Venezuela e EUA buscam diálogo para resolver diferenças com chegada de nova embaixadora dos EUA em Caracas

Retomada de Relações Diplomáticas

A diplomata Laura Dogu, nova chefe da missão diplomática dos Estados Unidos para a Venezuela, chegou a Caracas neste sábado (31) com o objetivo de restabelecer as relações bilaterais entre os dois países.

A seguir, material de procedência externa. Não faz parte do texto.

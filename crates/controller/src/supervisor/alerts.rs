// SPDX-License-Identifier: BUSL-1.1
// Copyright (c) 2026 Alfred Jean LLC

//! Alert bus: multi-producer fan-out of component alerts.
//!
//! Repeated identical (component, message) pairs within a 5-minute window
//! are coalesced with an incremented `occurrence_count` rather than emitted
//! separately.

use std::collections::{HashMap, VecDeque};
use std::sync::atomic::{AtomicU64, Ordering};
use std::sync::Arc;
use std::time::Duration;

use parking_lot::Mutex;
use serde::{Deserialize, Serialize};
use tokio::sync::broadcast;
use tokio::time::Instant;

use crate::metrics::{epoch_ms, AlertRecord, MetricsStore};

/// Coalescing window for identical alerts.
const DEDUP_WINDOW: Duration = Duration::from_secs(300);
/// How many recent alerts the bus keeps for `/status`.
const RECENT_CAPACITY: usize = 100;

#[derive(Debug, Clone, Copy, PartialEq, Eq, PartialOrd, Ord, Serialize, Deserialize)]
#[serde(rename_all = "snake_case")]
pub enum AlertLevel {
    Info,
    Warning,
    Error,
    Critical,
}

impl AlertLevel {
    pub fn as_str(self) -> &'static str {
        match self {
            Self::Info => "info",
            Self::Warning => "warning",
            Self::Error => "error",
            Self::Critical => "critical",
        }
    }
}

#[derive(Debug, Clone, Serialize, Deserialize)]
pub struct Alert {
    pub id: u64,
    pub level: AlertLevel,
    pub component: String,
    pub message: String,
    pub details: serde_json::Value,
    pub ts_ms: u64,
    pub occurrence_count: u32,
}

struct DedupEntry {
    alert_id: u64,
    first_seen: Instant,
    count: u32,
}

/// Multi-producer alert fan-out, consumed by the API and the metrics store.
pub struct AlertBus {
    tx: broadcast::Sender<Alert>,
    recent: Mutex<VecDeque<Alert>>,
    dedup: Mutex<HashMap<(String, String), DedupEntry>>,
    next_id: AtomicU64,
    store: Mutex<Option<Arc<dyn MetricsStore>>>,
}

impl AlertBus {
    pub fn new() -> Self {
        let (tx, _) = broadcast::channel(256);
        Self {
            tx,
            recent: Mutex::new(VecDeque::new()),
            dedup: Mutex::new(HashMap::new()),
            next_id: AtomicU64::new(1),
            store: Mutex::new(None),
        }
    }

    /// Attach the metrics store sink. Called once during bring-up.
    pub fn attach_store(&self, store: Arc<dyn MetricsStore>) {
        *self.store.lock() = Some(store);
    }

    pub fn subscribe(&self) -> broadcast::Receiver<Alert> {
        self.tx.subscribe()
    }

    /// Raise an alert. Returns the alert id, or the id of the coalesced
    /// earlier alert when deduplicated.
    pub fn raise(
        &self,
        level: AlertLevel,
        component: &str,
        message: &str,
        details: serde_json::Value,
    ) -> u64 {
        let key = (component.to_owned(), message.to_owned());
        let now = Instant::now();

        {
            let mut dedup = self.dedup.lock();
            if let Some(entry) = dedup.get_mut(&key) {
                if now.duration_since(entry.first_seen) < DEDUP_WINDOW {
                    entry.count += 1;
                    let count = entry.count;
                    let id = entry.alert_id;
                    drop(dedup);
                    self.bump_occurrence(id, count);
                    return id;
                }
            }
            let id = self.next_id.fetch_add(1, Ordering::Relaxed);
            dedup.insert(key, DedupEntry { alert_id: id, first_seen: now, count: 1 });
            drop(dedup);

            let alert = Alert {
                id,
                level,
                component: component.to_owned(),
                message: message.to_owned(),
                details,
                ts_ms: epoch_ms(),
                occurrence_count: 1,
            };
            tracing::info!(
                component,
                level = level.as_str(),
                message,
                "alert raised"
            );
            self.push_recent(alert.clone());
            if let Some(store) = self.store.lock().clone() {
                store.save_alert(to_record(&alert));
            }
            let _ = self.tx.send(alert);
            id
        }
    }

    /// Last `n` alerts, newest first.
    pub fn recent(&self, n: usize) -> Vec<Alert> {
        let recent = self.recent.lock();
        recent.iter().rev().take(n).cloned().collect()
    }

    fn push_recent(&self, alert: Alert) {
        let mut recent = self.recent.lock();
        if recent.len() >= RECENT_CAPACITY {
            recent.pop_front();
        }
        recent.push_back(alert);
    }

    fn bump_occurrence(&self, id: u64, count: u32) {
        let mut recent = self.recent.lock();
        if let Some(alert) = recent.iter_mut().find(|a| a.id == id) {
            alert.occurrence_count = count;
        }
    }
}

impl Default for AlertBus {
    fn default() -> Self {
        Self::new()
    }
}

fn to_record(alert: &Alert) -> AlertRecord {
    AlertRecord {
        id: alert.id,
        ts_ms: alert.ts_ms,
        level: alert.level.as_str().to_owned(),
        component: alert.component.clone(),
        message: alert.message.clone(),
        details: alert.details.clone(),
        resolved: false,
        resolution_ts_ms: None,
        occurrence_count: alert.occurrence_count,
    }
}

#[cfg(test)]
#[path = "alerts_tests.rs"]
mod tests;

A visita marca a retomada das relações diplomáticas, que foram rompidas em 2019 após Washington reconhecer Juan Guaidó como presidente autoproclamado da Venezuela.

Diálogo e Respeito Mútuo

O ministro das Relações Exteriores da Venezuela, Yvan Gil, anunciou pelas redes sociais que a visita de Dogu estabelece um “roteiro de trabalho sobre assuntos de interesse bilateral”. Segundo Gil, ambos os países têm o interesse em “resolver as diferenças pela via do diálogo”, pautado pelo “diálogo diplomático e com base no respeito mútuo e do direito internacional”. Dogu, com experiência diplomática prévia em Honduras e Nicarágua, expressou que ela e sua equipe estão “prontas para trabalhar”.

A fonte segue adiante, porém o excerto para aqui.